Today in the car, after getting groceries (brown rice, vegetables, chicken, Larabars -- all very safe foods), I got a notification about Trump being an idiot about trade with Canada and calling Trudeau weak, and I just felt... Done. I'm sick of Trump, sick of the country sliding backwards, exhausted by work, my body, my health, I'm sick of making almost $20 an hour and still feeling broke as fuck, sick of talking at work, tired of arguing with people on the phone, frustrated that my short term disability still hasn't paid me what they owe me from months ago, and I'm sick to fucking death of remembering that D exists.

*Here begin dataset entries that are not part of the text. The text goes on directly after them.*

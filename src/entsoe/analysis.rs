use tracing::{debug, warn};

use crate::entsoe::calendar::days_in_year;
use crate::entsoe::grid::{Grid, parse_or_missing};
use crate::entsoe::table::{Table, field};
use crate::entsoe::{EntsoeError, parse_period_date};

/// Direction of reduction when aggregating a grid
#[derive(Debug, Clone, Copy, PartialEq, Eq)]
pub enum Axis {
    /// One value per slot, reduced over days
    PerSlot,
    /// One value per day, reduced over slots
    PerDay,
}

/// Mean and population standard deviation per slot (or per day)
#[derive(Debug, Clone, PartialEq)]
pub struct AggregateSeries {
    pub mean: Vec<f64>,
    pub std: Vec<f64>,
}

impl AggregateSeries {
    pub fn len(&self) -> usize {
        self.mean.len()
    }
}

/// Population mean and standard deviation (divides by N). NaN when empty.
fn mean_std(values: impl Iterator<Item = f64>) -> (f64, f64) {
    let values: Vec<f64> = values.collect();
    if values.is_empty() {
        return (f64::NAN, f64::NAN);
    }

    let n = values.len() as f64;
    let mean = values.iter().sum::<f64>() / n;
    let variance = values.iter().map(|v| (v - mean).powi(2)).sum::<f64>() / n;
    (mean, variance.sqrt())
}

pub fn aggregate(grid: &Grid, axis: Axis) -> AggregateSeries {
    let stats: Vec<(f64, f64)> = match axis {
        Axis::PerSlot => (0..grid.slots())
            .map(|slot| mean_std(grid.column(slot)))
            .collect(),
        Axis::PerDay => grid
            .rows()
            .map(|row| mean_std(row.iter().copied()))
            .collect(),
    };

    let (mean, std) = stats.into_iter().unzip();
    AggregateSeries { mean, std }
}

/// Columns of a reserved-balancing-reserve export
#[derive(Debug, Clone)]
pub struct ReserveSpec<'a> {
    pub period_column: &'a str,
    pub direction_column: &'a str,
    pub price_column: &'a str,
}

/// Per-day procured reserve prices, indexed by day of year - 1
#[derive(Debug, Clone, PartialEq)]
pub struct ReservePrices {
    pub up: Vec<f64>,
    pub down: Vec<f64>,
}

/// Split a reserve price export into per-day up and down series.
///
/// Rows with a direction other than `Up` or `Down` are logged and skipped.
/// Days without a row stay at zero.
pub fn split_reserve_directions(
    table: &Table,
    spec: &ReserveSpec<'_>,
    year: i32,
) -> Result<ReservePrices, EntsoeError> {
    let period_idx = table.column(spec.period_column)?;
    let direction_idx = table.column(spec.direction_column)?;
    let price_idx = table.column(spec.price_column)?;

    let days = days_in_year(year);
    let mut prices = ReservePrices {
        up: vec![0.0; days],
        down: vec![0.0; days],
    };

    for record in table.rows() {
        let period = field(record, period_idx);
        let date = parse_period_date(period)?;
        if date.year != year {
            debug!(period, year, "skipping reserve row outside year");
            continue;
        }

        let day = date.ordinal();
        if day == 0 || day > days {
            return Err(EntsoeError::OutOfGrid {
                timestamp: period.to_string(),
                days,
                slots: 1,
            });
        }

        let series = match field(record, direction_idx) {
            "Up" => &mut prices.up,
            "Down" => &mut prices.down,
            other => {
                warn!(period, direction = other, "unexpected reserve direction, skipping row");
                continue;
            }
        };
        series[day - 1] = parse_or_missing(field(record, price_idx)).value();
    }

    Ok(prices)
}

#[cfg(test)]
mod tests {
    use super::*;

    #[test]
    fn test_constant_columns() {
        let grid = Grid::from_rows(vec![vec![4.0, -2.0, 0.5]; 10]);
        let series = aggregate(&grid, Axis::PerSlot);

        assert_eq!(series.mean, vec![4.0, -2.0, 0.5]);
        assert_eq!(series.std, vec![0.0, 0.0, 0.0]);
    }

    #[test]
    fn test_population_std() {
        let grid = Grid::from_rows(vec![vec![2.0], vec![4.0], vec![4.0], vec![4.0], vec![5.0], vec![5.0], vec![7.0], vec![9.0]]);
        let series = aggregate(&grid, Axis::PerSlot);

        assert_eq!(series.mean, vec![5.0]);
        assert_eq!(series.std, vec![2.0]);
    }

    #[test]
    fn test_per_day_axis() {
        let grid = Grid::from_rows(vec![vec![1.0, 3.0], vec![2.0, 2.0]]);
        let series = aggregate(&grid, Axis::PerDay);

        assert_eq!(series.len(), 2);
        assert_eq!(series.mean, vec![2.0, 2.0]);
        assert_eq!(series.std, vec![1.0, 0.0]);
    }

    #[test]
    fn test_filter_then_aggregate() {
        let grid = Grid::from_rows(vec![vec![1.0, 1.0], vec![f64::NAN, 100.0], vec![3.0, 3.0]]);
        let filtered = grid.drop_incomplete_days();
        assert_eq!(filtered.days(), grid.days() - 1);

        let series = aggregate(&filtered, Axis::PerSlot);
        assert_eq!(series.mean, vec![2.0, 2.0]);
        assert_eq!(series.std, vec![1.0, 1.0]);
    }

    #[test]
    fn test_empty_grid_aggregates_to_nan() {
        let grid = Grid::filled(0, 4, 0.0);
        let series = aggregate(&grid, Axis::PerSlot);
        assert_eq!(series.len(), 4);
        assert!(series.mean.iter().all(|v| v.is_nan()));
    }

    fn reserve_table(rows: &[(&str, &str, &str)]) -> Table {
        let mut csv = String::from("Contracted time period,Direction,Regulation Price [EUR / MW / ISP]\n");
        for (period, direction, price) in rows {
            csv.push_str(&format!("{period},{direction},{price}\n"));
        }
        Table::from_reader(csv.as_bytes()).unwrap()
    }

    const RESERVE: ReserveSpec<'static> = ReserveSpec {
        period_column: "Contracted time period",
        direction_column: "Direction",
        price_column: "Regulation Price [EUR / MW / ISP]",
    };

    #[test]
    fn test_split_reserve_directions() {
        let table = reserve_table(&[
            ("01.01.2021 00:00 - 02.01.2021 00:00", "Up", "12.5"),
            ("01.01.2021 00:00 - 02.01.2021 00:00", "Down", "8"),
            ("02.01.2021 00:00 - 03.01.2021 00:00", "Sideways", "99"),
            ("03.01.2021 00:00 - 04.01.2021 00:00", "Up", "n/e"),
        ]);
        let prices = split_reserve_directions(&table, &RESERVE, 2021).unwrap();

        assert_eq!(prices.up.len(), 365);
        assert_eq!(prices.up[0], 12.5);
        assert_eq!(prices.down[0], 8.0);
        assert_eq!(prices.up[1], 0.0);
        assert_eq!(prices.down[1], 0.0);
        assert!(prices.up[2].is_nan());
    }

    #[test]
    fn test_reserve_bad_period_is_fatal() {
        let table = reserve_table(&[("soon", "Up", "1")]);
        assert!(split_reserve_directions(&table, &RESERVE, 2021).is_err());
    }
}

Anthony Bourdain's suicide hit me harder than Robin Williams' did. I don't even really know why -- I suppose I watched Tony a lot more than Robin, even though I grew up watching his stuff. I just wish I could wake both of them up and hug them.

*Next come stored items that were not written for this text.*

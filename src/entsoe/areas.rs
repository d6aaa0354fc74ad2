use std::collections::HashMap;
use once_cell::sync::Lazy;

/// ISO 3166-1 alpha-2 country code
pub type CountryCode = &'static str;

/// ENTSO-E area/bidding zone code (EIC)
pub type AreaCode = &'static str;

/// An ENTSO-E bidding zone or control area, with the label the
/// transparency platform uses for it in CSV export headers
#[derive(Debug, Clone, PartialEq, Eq)]
pub struct BiddingZone {
    pub code: AreaCode,
    pub country_code: CountryCode,
    pub name: &'static str,
    pub tso: Option<&'static str>, // Transmission System Operator
    pub export_label: &'static str,
}

impl BiddingZone {
    pub const fn new(
        code: AreaCode,
        country_code: CountryCode,
        name: &'static str,
        tso: Option<&'static str>,
        export_label: &'static str,
    ) -> Self {
        Self {
            code,
            country_code,
            name,
            tso,
            export_label,
        }
    }

    /// Scheduling area suffix used in export headers, e.g. `SCA|NL`
    pub fn column_suffix(&self) -> String {
        format!("SCA|{}", self.export_label)
    }
}

pub static BIDDING_ZONES: Lazy<HashMap<CountryCode, Vec<BiddingZone>>> = Lazy::new(|| {
    let zones = vec![
        BiddingZone::new("10YAT-APG------L", "AT", "Austria", None, "AT"),
        BiddingZone::new("10YBE----------2", "BE", "Belgium", None, "BE"),
        BiddingZone::new("10YCZ-CEPS-----N", "CZ", "Czech Republic", None, "CZ"),
        BiddingZone::new("10Y1001A1001A796", "DK", "Denmark", None, "DK"),
        BiddingZone::new("10YFR-RTE------C", "FR", "France", None, "FR"),
        BiddingZone::new("10Y1001A1001A83F", "DE", "Germany", None, "DE"),
        BiddingZone::new("10YDE-VE-------2", "DE", "Germany", Some("50Hertz"), "DE(50Hertz)"),
        BiddingZone::new("10YDE-RWENET---I", "DE", "Germany", Some("Amprion"), "DE(Amprion)"),
        BiddingZone::new("10YDE-EON------1", "DE", "Germany", Some("TenneT"), "DE(TenneT GER)"),
        BiddingZone::new("10YDE-ENBW-----N", "DE", "Germany", Some("TransnetBW"), "DE(TransnetBW)"),
        BiddingZone::new("10YNL----------L", "NL", "Netherlands", None, "NL"),
        BiddingZone::new("10YPL-AREA-----S", "PL", "Poland", None, "PL"),
        BiddingZone::new("10YCH-SWISSGRIDZ", "CH", "Switzerland", None, "CH"),
    ];

    // Group by country code
    let mut map: HashMap<CountryCode, Vec<BiddingZone>> = HashMap::new();
    for zone in zones {
        map.entry(zone.country_code).or_default().push(zone);
    }
    map
});

/// EIC of the TenneT Germany control area
pub const TENNET_DE: AreaCode = "10YDE-EON------1";

/// EIC of the Netherlands bidding zone
pub const NETHERLANDS: AreaCode = "10YNL----------L";

/// Get a specific bidding zone by its ENTSO-E code
pub fn get_zone_by_code(area_code: &str) -> Option<&'static BiddingZone> {
    BIDDING_ZONES
        .values()
        .flatten()
        .find(|zone| zone.code == area_code)
}

/// Get the primary bidding zone for a country (first one if multiple exist)
pub fn get_primary_zone(country_code: &str) -> Option<&'static BiddingZone> {
    BIDDING_ZONES.get(country_code).and_then(|zones| zones.first())
}

/// Resolve either an EIC code or a country code
pub fn resolve(key: &str) -> Option<&'static BiddingZone> {
    get_zone_by_code(key).or_else(|| get_primary_zone(&key.to_ascii_uppercase()))
}

/// List all available country codes
pub fn list_countries() -> Vec<CountryCode> {
    let mut countries: Vec<_> = BIDDING_ZONES.keys().copied().collect();
    countries.sort();
    countries
}

impl std::fmt::Display for BiddingZone {
    fn fmt(&self, f: &mut std::fmt::Formatter<'_>) -> std::fmt::Result {
        match self.tso {
            Some(tso) => write!(f, "{} ({}) - {}", self.name, self.country_code, tso),
            None => write!(f, "{} ({})", self.name, self.country_code),
        }
    }
}

#[cfg(test)]
mod tests {
    use super::*;

    #[test]
    fn test_column_suffix() {
        assert_eq!(get_zone_by_code(NETHERLANDS).unwrap().column_suffix(), "SCA|NL");
        assert_eq!(
            get_zone_by_code(TENNET_DE).unwrap().column_suffix(),
            "SCA|DE(TenneT GER)"
        );
    }

    #[test]
    fn test_resolve() {
        assert_eq!(resolve("nl").unwrap().code, NETHERLANDS);
        assert_eq!(resolve("DE").unwrap().tso, None);
        assert_eq!(resolve(TENNET_DE).unwrap().tso, Some("TenneT"));
        assert!(resolve("XX").is_none());
    }

    #[test]
    fn test_display() {
        let zone = resolve(TENNET_DE).unwrap();
        assert_eq!(zone.to_string(), "Germany (DE) - TenneT");
        assert!(list_countries().contains(&"NL"));
    }
}
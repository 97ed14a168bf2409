pub mod book;
pub mod comment;
pub mod health;
pub mod movie;

use axum::Router;

use crate::state::AppState;

/// Build the `/api` route tree.
///
/// Every path is served both with and without a trailing slash.
///
/// ```text
/// /books/                          list, create
/// /books/{id}/                     get, put, patch, delete
///
/// /movies/                         list, create
/// /movies/{id}/                    get, put, patch, delete
/// /movies/{id}/books/              books adapted from the movie
///
/// /comments/                       list (?object_pk, content_type_model, app_label), create
/// /comments/preview/               validate and render without storing
/// /comments/{id}/                  get, delete (soft, requires auth)
/// ```
pub fn api_routes() -> Router<AppState> {
    Router::new()
        .merge(book::router())
        .merge(movie::router())
        .merge(comment::router())
}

The past few nights, I've been plagued with nightmares about being abused by disgusting men (twice). Being attacked by intelligent wolves (Sam O'Neil protected me in this one, at least). Bone-filled holes in the ceiling dropping cockroaches on top of me in bed. So much running and hiding and losing trust. I didn't start feeling normal today until about 4pm.
I'm making a fair amount of OT money, at least, and maybe if I try to aim for one overtime shift a month, it will close the gap and get me feeling better about what I owe.
In the meantime, I can't decide if I want to start applying for new jobs. I'm afraid of leaving my company because of my health insurance -- keeping my doctors this early in my heart failure treatment is important to me. I'm almost done with cardiac rehab, though, which is nice. I'm working out now without a heart monitor.